(Stored items)
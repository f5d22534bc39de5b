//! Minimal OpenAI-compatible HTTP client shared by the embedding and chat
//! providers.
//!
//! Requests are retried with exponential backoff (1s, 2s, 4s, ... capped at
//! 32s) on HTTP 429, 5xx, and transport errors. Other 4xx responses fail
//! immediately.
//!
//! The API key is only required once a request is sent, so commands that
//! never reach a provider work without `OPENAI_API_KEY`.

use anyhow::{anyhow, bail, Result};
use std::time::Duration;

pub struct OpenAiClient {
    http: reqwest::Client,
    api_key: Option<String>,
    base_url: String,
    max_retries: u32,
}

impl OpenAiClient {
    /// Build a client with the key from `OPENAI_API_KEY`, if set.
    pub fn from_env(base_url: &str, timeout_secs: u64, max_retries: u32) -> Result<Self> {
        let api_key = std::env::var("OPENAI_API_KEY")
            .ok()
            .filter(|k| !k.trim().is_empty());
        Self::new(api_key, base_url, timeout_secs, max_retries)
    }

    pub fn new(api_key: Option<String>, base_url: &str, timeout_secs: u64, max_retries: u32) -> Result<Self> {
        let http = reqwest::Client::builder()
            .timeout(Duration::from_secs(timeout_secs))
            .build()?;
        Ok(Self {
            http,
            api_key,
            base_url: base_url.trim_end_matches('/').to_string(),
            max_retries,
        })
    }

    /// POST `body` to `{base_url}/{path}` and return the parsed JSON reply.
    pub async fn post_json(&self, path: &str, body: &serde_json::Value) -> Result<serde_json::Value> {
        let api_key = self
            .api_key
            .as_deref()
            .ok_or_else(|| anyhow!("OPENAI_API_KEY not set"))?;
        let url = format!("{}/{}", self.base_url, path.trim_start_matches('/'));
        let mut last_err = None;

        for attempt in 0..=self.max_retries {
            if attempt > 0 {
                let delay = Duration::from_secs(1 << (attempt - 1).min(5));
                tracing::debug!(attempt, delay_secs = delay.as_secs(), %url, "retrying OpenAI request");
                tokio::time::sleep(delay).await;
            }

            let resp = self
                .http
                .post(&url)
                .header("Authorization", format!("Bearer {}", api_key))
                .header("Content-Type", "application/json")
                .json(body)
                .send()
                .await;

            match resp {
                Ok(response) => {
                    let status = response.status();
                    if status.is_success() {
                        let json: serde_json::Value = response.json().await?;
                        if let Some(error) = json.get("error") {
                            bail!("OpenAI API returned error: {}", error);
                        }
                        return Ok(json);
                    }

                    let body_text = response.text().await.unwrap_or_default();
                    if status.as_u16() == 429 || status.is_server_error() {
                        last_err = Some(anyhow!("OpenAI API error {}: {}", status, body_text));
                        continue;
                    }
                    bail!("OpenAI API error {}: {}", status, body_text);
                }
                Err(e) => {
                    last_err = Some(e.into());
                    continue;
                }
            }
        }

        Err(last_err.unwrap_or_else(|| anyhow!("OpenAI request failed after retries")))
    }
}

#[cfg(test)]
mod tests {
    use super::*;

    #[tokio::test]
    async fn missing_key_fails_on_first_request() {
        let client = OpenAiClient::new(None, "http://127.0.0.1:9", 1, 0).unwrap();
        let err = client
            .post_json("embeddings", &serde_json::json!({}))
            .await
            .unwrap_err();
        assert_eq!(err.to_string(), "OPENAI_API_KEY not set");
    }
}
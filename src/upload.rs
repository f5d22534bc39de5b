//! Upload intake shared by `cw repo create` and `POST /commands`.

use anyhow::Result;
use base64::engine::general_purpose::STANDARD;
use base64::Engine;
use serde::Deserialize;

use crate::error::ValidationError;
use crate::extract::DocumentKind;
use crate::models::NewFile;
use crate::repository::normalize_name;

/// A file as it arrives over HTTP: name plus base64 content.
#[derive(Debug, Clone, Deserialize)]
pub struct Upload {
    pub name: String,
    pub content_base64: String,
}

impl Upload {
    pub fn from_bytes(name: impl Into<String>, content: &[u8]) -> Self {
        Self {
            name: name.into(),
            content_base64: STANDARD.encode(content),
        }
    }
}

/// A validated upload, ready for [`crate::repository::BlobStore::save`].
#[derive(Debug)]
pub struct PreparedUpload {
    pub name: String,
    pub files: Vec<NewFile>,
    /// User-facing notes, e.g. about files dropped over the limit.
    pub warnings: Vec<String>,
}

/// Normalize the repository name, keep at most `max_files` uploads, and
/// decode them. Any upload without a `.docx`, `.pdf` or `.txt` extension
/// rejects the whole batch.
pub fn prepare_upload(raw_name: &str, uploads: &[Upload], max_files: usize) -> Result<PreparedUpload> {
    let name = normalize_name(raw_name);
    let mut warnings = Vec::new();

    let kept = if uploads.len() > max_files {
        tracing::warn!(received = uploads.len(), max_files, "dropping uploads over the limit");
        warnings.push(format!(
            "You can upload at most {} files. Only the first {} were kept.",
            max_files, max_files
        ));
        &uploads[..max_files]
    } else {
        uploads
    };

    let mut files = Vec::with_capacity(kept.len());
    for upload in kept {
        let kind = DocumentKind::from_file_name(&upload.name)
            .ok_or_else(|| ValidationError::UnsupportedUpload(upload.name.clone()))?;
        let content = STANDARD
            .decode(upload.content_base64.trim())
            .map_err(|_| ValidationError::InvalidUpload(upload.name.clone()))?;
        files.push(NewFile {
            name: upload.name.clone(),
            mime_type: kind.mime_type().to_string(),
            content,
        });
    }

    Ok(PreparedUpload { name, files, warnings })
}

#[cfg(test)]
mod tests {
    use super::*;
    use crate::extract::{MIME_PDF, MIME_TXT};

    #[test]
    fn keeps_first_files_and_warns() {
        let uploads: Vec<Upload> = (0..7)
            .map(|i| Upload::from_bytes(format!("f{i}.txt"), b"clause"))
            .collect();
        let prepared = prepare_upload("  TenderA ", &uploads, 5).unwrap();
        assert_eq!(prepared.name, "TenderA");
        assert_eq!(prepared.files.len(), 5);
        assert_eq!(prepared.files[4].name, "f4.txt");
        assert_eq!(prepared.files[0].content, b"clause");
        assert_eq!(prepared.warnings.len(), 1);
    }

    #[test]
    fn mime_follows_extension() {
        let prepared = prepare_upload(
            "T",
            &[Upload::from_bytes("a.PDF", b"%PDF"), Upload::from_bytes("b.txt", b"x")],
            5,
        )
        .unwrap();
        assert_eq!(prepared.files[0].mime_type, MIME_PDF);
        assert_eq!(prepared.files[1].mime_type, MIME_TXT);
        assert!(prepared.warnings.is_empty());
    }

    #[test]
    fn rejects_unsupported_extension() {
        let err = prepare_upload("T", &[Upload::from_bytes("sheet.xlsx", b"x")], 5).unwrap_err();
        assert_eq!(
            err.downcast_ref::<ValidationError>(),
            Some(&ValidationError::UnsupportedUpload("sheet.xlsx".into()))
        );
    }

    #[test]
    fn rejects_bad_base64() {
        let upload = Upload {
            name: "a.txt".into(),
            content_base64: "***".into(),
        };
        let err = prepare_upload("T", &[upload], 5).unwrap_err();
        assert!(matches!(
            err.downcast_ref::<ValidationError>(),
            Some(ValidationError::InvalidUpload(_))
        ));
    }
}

...

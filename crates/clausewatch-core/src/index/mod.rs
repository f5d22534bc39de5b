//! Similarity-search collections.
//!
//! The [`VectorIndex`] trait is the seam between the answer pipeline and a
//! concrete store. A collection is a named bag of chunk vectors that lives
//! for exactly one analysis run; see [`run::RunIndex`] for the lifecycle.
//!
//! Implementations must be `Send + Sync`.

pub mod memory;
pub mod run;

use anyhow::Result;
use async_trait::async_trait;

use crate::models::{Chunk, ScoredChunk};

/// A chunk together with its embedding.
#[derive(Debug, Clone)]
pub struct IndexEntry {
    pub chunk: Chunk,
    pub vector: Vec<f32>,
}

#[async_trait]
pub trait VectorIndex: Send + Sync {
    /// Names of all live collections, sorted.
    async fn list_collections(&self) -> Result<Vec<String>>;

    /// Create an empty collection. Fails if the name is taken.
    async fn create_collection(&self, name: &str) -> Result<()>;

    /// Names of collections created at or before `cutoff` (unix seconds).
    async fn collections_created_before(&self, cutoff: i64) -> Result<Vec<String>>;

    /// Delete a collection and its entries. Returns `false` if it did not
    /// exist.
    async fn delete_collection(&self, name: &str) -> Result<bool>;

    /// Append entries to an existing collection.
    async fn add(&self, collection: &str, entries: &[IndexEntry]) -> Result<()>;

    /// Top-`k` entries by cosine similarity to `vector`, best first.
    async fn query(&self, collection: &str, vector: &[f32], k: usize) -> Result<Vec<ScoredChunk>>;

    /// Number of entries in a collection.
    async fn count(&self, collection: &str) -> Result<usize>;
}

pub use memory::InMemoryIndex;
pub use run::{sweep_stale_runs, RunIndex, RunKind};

## EXERCISE
Where in the entries does the word "limit" occur? Copy out each line that has it.

## PROBLEM SOLUTION
    /// User-facing notes, e.g. about files dropped over the limit.
        tracing::warn!(received = uploads.len(), max_files, "dropping uploads over the limit");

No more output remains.